Living the life of a Christian is expansive, a “way” of life in which we allow ourselves to be surprised, and even taken aback, by our God. In today’s reading from Acts, the gospel movement is expanding into the gentile world, beyond its Jewish roots. It was in the Greek city of Antioch that those who followed Jesus and his “way” were called “Christian” for the first time. The gospel was being expanded into the world, the whole world, because that is what our founder called them/us to do.
But as the gospel moved into uncharted territory, how the message was proclaimed needed to be adapted to new culture and language. This process continues into our own time and will do so until Jesus returns. We are called, not to just be called Christian, but Christians who are open to new possibilities and expressions of the gospel. We can’t turn one way of living the gospel and impose it on others who have a different cultural reference. European Catholicism is NOT the only way of being Catholic.

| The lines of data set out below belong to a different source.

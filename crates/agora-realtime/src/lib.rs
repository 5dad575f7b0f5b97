//! # Agora Real-time
//!
//! Real-time connection hub for the Agora social network.
//!
//! This crate accepts persistent WebSocket-style connections, tracks which
//! users are online, and fans out chat messages and notifications to the
//! right set of live connections.
//!
//! ## Features
//!
//! - **Hub**: single event loop owning the registry of online connections
//! - **Client**: per-connection actor with separate read and write loops
//! - **Dispatcher**: validates, persists and authorizes inbound messages
//! - **Presence**: race-free snapshots of who is online
//! - **Notifications**: best-effort live push for other subsystems
//!
//! ## Example
//!
//! ```rust
//! use agora_realtime::memory::{MemoryGroupStore, MemoryMessageStore};
//! use agora_realtime::{Dispatcher, DispatcherConfig, Hub, HubConfig};
//! use std::sync::Arc;
//!
//! # #[tokio::main(flavor = "current_thread")]
//! # async fn main() {
//! // Create the hub once at startup and share its handle
//! let hub = Hub::spawn(HubConfig::default());
//!
//! let dispatcher = Arc::new(Dispatcher::new(
//!     hub.clone(),
//!     Arc::new(MemoryMessageStore::new()),
//!     Arc::new(MemoryGroupStore::new()),
//!     DispatcherConfig::default(),
//! ));
//!
//! // Push a live notification (no-op while the user is offline)
//! hub.notify_user(42, serde_json::json!({"type": "new_follower"}))
//!     .await
//!     .unwrap();
//!
//! assert!(hub.online_users().await.unwrap().is_empty());
//! # drop(dispatcher);
//! # }
//! ```
//!
//! ## Wire Protocol
//!
//! ### Client -> Server Messages
//!
//! ```json
//! {"kind": "direct_message", "recipient_id": 2, "content": "hi"}
//! {"kind": "group_message", "group_id": 7, "content": "hello all"}
//! ```
//!
//! ### Server -> Client Messages
//!
//! ```json
//! {"kind": "direct_message", "id": 10, "sender_id": 1, "recipient_id": 2, "content": "hi", "created_at": 1700000000}
//! {"kind": "notification", "recipient_id": 2, "payload": {...}, "created_at": 1700000000}
//! {"kind": "error", "content": "message content is empty", "created_at": 1700000000}
//! ```
//!
//! ## Architecture
//!
//! ```text
//! ┌──────────┐  frame   ┌────────────┐  route   ┌─────────────────────────┐
//! │  Client  │ ───────▶ │ Dispatcher │ ───────▶ │          Hub            │
//! │ read loop│          │ persist +  │          │  user -> connections    │
//! └──────────┘          │ authorize  │          │  (single event loop)    │
//!      ▲                └────────────┘          └───────────┬─────────────┘
//!      │ socket                                             │ try_send
//! ┌────┴──────┐        bounded outbound queue               │
//! │  Client   │ ◀───────────────────────────────────────────┘
//! │write loop │
//! └───────────┘
//! ```

pub mod client;
pub mod dispatcher;
pub mod envelope;
pub mod error;
pub mod hub;
pub mod memory;
pub mod notification;
pub mod presence;
pub mod repository;

// Re-export main types
pub use client::{Client, ClientConfig, ClientId, Disconnect, Frame};
pub use dispatcher::{Dispatched, Dispatcher, DispatcherConfig, Origin};
pub use envelope::{ChatMessage, Envelope, EnvelopeKind, GroupId, MessageId, Target, UserId};
pub use error::{ClientError, DispatchError, ProtocolError, RealtimeError, RepositoryError};
pub use hub::{Hub, HubConfig, HubHandle, HubStats, Registration, UserProfile};
pub use notification::{LiveNotifier, NewNotification, Notification, NotificationType};
pub use presence::{OnlineUser, PresenceChange, PresenceStatus};
pub use repository::{
    GroupRepository, MessageRepository, NewDirectMessage, NewGroupMessage, NotificationRepository,
};

#[cfg(test)]
mod tests {
    use super::*;
    use crate::memory::{MemoryGroupStore, MemoryMessageStore};
    use std::sync::Arc;

    #[tokio::test]
    async fn test_public_api() {
        let hub = Hub::spawn(HubConfig::default());
        assert!(hub.online_users().await.unwrap().is_empty());
        assert_eq!(hub.stats().await.unwrap(), HubStats::default());
    }

    #[tokio::test]
    async fn test_full_flow() {
        let hub = Hub::spawn(HubConfig::default());
        let groups = Arc::new(MemoryGroupStore::new());
        groups.add_member(1, 10);
        groups.add_member(1, 20);
        let dispatcher = Arc::new(Dispatcher::new(
            hub.clone(),
            Arc::new(MemoryMessageStore::new()),
            groups,
            DispatcherConfig::default(),
        ));

        // Connect
        let sender = Client::connect(
            hub.clone(),
            dispatcher.clone(),
            UserProfile {
                user_id: 10,
                username: "alice".to_string(),
                avatar: None,
            },
            ClientConfig::default(),
        )
        .await
        .unwrap();
        let (queue_tx, mut queue_rx) = tokio::sync::mpsc::channel(8);
        hub.register(Registration {
            client_id: ClientId::new(),
            profile: UserProfile {
                user_id: 20,
                username: "bob".to_string(),
                avatar: None,
            },
            sender: queue_tx,
        })
        .await
        .unwrap();
        assert_eq!(hub.online_users().await.unwrap().len(), 2);

        // Send a group message
        let origin = Origin {
            user_id: 10,
            client_id: sender.id(),
        };
        dispatcher
            .handle_frame(origin, r#"{"kind":"group_message","group_id":1,"content":"hey"}"#)
            .await;

        // Verify received
        let envelope = queue_rx.recv().await.unwrap();
        assert_eq!(envelope.kind, EnvelopeKind::GroupMessage);
        assert_eq!(envelope.sender_id, Some(10));

        // Disconnect
        hub.unregister(10, sender.id());
        assert!(!hub.is_online(10).await.unwrap());
    }
}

As there are many cultures, there are as many ways of expressing the gospel and our catholic faith. After all, the word “catholic” means “universal.” The church must always move into the uncharted territories of the world and embrace the beauty of the new culture: listen, learn, respect and then teach. Love must come before the teaching of doctrine, if the truth of the doctrine is to be accepted and internalized.
What binds us together in our diversity is the ONE faith in Christ and his saving paschal mystery. We are unified in the Creed, the celebration of the Sacraments and being formed by the scriptures. But our unity does not need to be uniform in expression.
In these difficult times in which we are living, we are clearly being called to become more “expansive” in how we live and spread the faith. We need to move beyond the ways of being Church and Parish we have grown accustomed to and become creative in meeting this new circumstance. And when the pandemic is over, we can never go back to the way it was before because there is no turning back. Life has changed; the way we see the world has changed, for we are much more connected than we ever realized.
We need to continue to develop our understanding and comfort with technology, which is like learning a new language. We have to accept the reality that Christianity is no longer a dominant force in our culture. We need to understand and embrace the secular ethos that is front and center. Judging our secular culture only in negativity will get us nowhere. Yes, we have to be critical and never let go of essential values and teachings rooted in our faith, but we must do so in a way that people can receive.
The more we pray contemplatively and deepen our spiritual lives, the more our ways of seeing God, faith, church and ourselves will be expanded. Being called “Christian” means living a life of exploration, and even adventure, a journey through new “territories, ” expanding the horizons of experience.